Tommaso Campanella

Tommaso Campanella, original name Giovanni Domenico
Campanella (b. Sept. 5, 1568, Stilo, Kingdom of Naples
[Italy]—d. May 21, 1639, Paris, France), Italian philosopher
and writer who sought to reconcile Renaissance humanism with
Roman Catholic theology. He is best remembered for his
socialistic work La cittą del sole (1602; “The City of the
Sun”), written while he was a prisoner of the Spanish crown
(1599–1626).
Entering the Dominican
order in 1583, at which time he adopted the name Tommaso, he
was influenced by the work of Italian philosopher Bernardino
Telesio, an opponent of Scholastic Aristotelianism.
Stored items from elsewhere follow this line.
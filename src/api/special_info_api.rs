// ==========================================
// 生产管理系统 - 生产线特殊信息 API
// ==========================================
// 职责: 按生产线查询、新增、删除特殊信息（白车身码 / 颜色码）
// 新增流程:
// 1. 白车身码转大写，颜色码原样
// 2. 查询所属生产线类型（不存在 → ReferenceNotFound）
// 3. 预检查 (生产线, 代码类型, 代码值) 是否重复（重复 → DuplicateEntry）
// 4. 写入
// 注意: 2~4 不在同一事务内，并发新增同一条目时由 UNIQUE 约束兜底，
//       此时返回 ConstraintViolation 而非 DuplicateEntry
// ==========================================

use std::sync::Arc;

use crate::api::error::{classify_repository_error, ApiError, ApiResult};
use crate::api::validator::{require_positive_id, require_text, Validate};
use crate::domain::special_info::{SpecialInfo, SpecialInfoDraft, SpecialInfoQuery};
use crate::domain::types::Entity;
use crate::i18n::t_with_args;
use crate::operator::{resolve_operator, OperatorResolver};
use crate::repository::production_line_repo::ProductionLineRepository;
use crate::repository::special_info_repo::SpecialInfoRepository;

impl Validate for SpecialInfoDraft {
    fn validate(&self) -> ApiResult<()> {
        require_positive_id("production_line_id", self.production_line_id)?;
        require_text("code_value", &self.code_value)
    }
}

impl Validate for SpecialInfoQuery {
    fn validate(&self) -> ApiResult<()> {
        require_positive_id("production_line_id", self.line_id)
    }
}

// ==========================================
// SpecialInfoApi - 特殊信息 API
// ==========================================
pub struct SpecialInfoApi {
    info_repo: Arc<SpecialInfoRepository>,
    line_repo: Arc<ProductionLineRepository>,
    operator: Arc<dyn OperatorResolver>,
}

impl SpecialInfoApi {
    pub fn new(
        info_repo: Arc<SpecialInfoRepository>,
        line_repo: Arc<ProductionLineRepository>,
        operator: Arc<dyn OperatorResolver>,
    ) -> Self {
        Self {
            info_repo,
            line_repo,
            operator,
        }
    }

    /// 查询某生产线某类代码（按代码值排序）
    pub fn list_special_info(&self, query: &SpecialInfoQuery) -> ApiResult<Vec<SpecialInfo>> {
        query.validate()?;
        Ok(self.info_repo.list_by_line(query.line_id, query.code_type)?)
    }

    /// 新增特殊信息
    ///
    /// # 返回
    /// - Ok(id): 新记录 id
    /// - Err(ApiError::ReferenceNotFound): 生产线不存在
    /// - Err(ApiError::DuplicateEntry): 该生产线已有相同代码
    pub fn create_special_info(&self, mut info: SpecialInfoDraft) -> ApiResult<i64> {
        info.validate()?;
        info.normalize();

        let line_type = self
            .line_repo
            .find_line_type(info.production_line_id)?
            .ok_or(ApiError::ReferenceNotFound {
                entity: Entity::ProductionLine,
                id: info.production_line_id,
            })?;

        if self
            .info_repo
            .find_existing(info.production_line_id, info.code_type, &info.code_value)?
            .is_some()
        {
            let code_label = info.code_type.label();
            return Err(ApiError::DuplicateEntry {
                field: info.code_type.to_db_str().to_string(),
                value: info.code_value.clone(),
                message: t_with_args(
                    "error.duplicate_special_info",
                    &[
                        ("code_type", code_label.as_str()),
                        ("value", info.code_value.as_str()),
                    ],
                ),
            });
        }

        let operator = resolve_operator(self.operator.as_ref());
        let id = self
            .info_repo
            .insert(
                info.production_line_id,
                info.code_type,
                &info.code_value,
                line_type,
                &operator,
            )
            .map_err(|e| {
                classify_repository_error(
                    e,
                    Entity::SpecialInfo,
                    &[
                        ("code_type", info.code_type.to_db_str()),
                        ("code_value", info.code_value.as_str()),
                    ],
                )
            })?;

        tracing::info!(
            "新增特殊信息: id={}, line_id={}, {}={}, operator={}",
            id,
            info.production_line_id,
            info.code_type,
            info.code_value,
            operator
        );
        Ok(id)
    }

    /// 删除特殊信息（id 不存在时不报错）
    pub fn delete_special_info(&self, id: i64) -> ApiResult<usize> {
        require_positive_id("id", id)?;
        let affected = self.info_repo.delete(id)?;
        tracing::info!("删除特殊信息: id={}, affected={}", id, affected);
        Ok(affected)
    }
}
Without
permission from his order, Campanella went in 1589 to
Naples, where his Philosophia sensibus demonstrata (1591;
“Philosophy Demonstrated by the Senses”) was published.
Reflecting Telesio’s concern for an empirical approach to
philosophy, it stressed the necessity for human experience
as a basis for philosophy. The work resulted in his arrest,
trial, and brief imprisonment for heresy. On his release, he
went to Padua, where he was arrested, charged with sodomy
(1593), acquitted, and then charged with having engaged a
Jew in a debate over matters of Christian faith. Sent to
Rome for trial, he renounced in 1596 the heresy of which he
had been accused.
Campanella’s interest in
pragmatism and in political reform were already evident in
such early writings as De monarchia Christianorum (1593; “On
Christian Monarchy”) and Dialogo politico contra Luterani,
Calvinisti ed altri eretici (1595; “Political Dialogue
Against Lutherans, Calvinists, and Other Heretics”), in
which he asserted that sinful humanity can be regenerated
through a religious reformation founded on establishment of
a universal ecclesiastical empire. These abstractions
yielded to a more limited, though still utopian, plan of
reform after his return to Stilo in 1598, where the misery
of the people moved him deeply. In accordance with this
plan, Campanella became in 1599 the spiritual leader of a
plot to overthrow Spanish rule in Calabria. The plot was
discovered, and he was arrested and taken to Naples. Forced
under torture to confess his leadership in the plot, he
feigned madness to escape death and was sentenced to life
imprisonment.
In prison Campanella
reverted to Roman Catholic orthodoxy and wrote his
celebrated utopian work, La cittą del sole. His ideal
commonwealth was to be governed by men enlightened by
reason, with every man’s work designed to contribute to the
good of the community. Private property, undue wealth, and
poverty would be nonexistent, for no man would be permitted
more than he needed.
During Campanella’s prison
term of 27 years, he also wrote lyric poems, of which only a
few survive—in Scelta (1622; “Selections”). Considered by
some critics to be the most original poetry in Italian
literature of the period, the collection includes madrigals,
sonnets, conventional love poems, and metaphysical hymns.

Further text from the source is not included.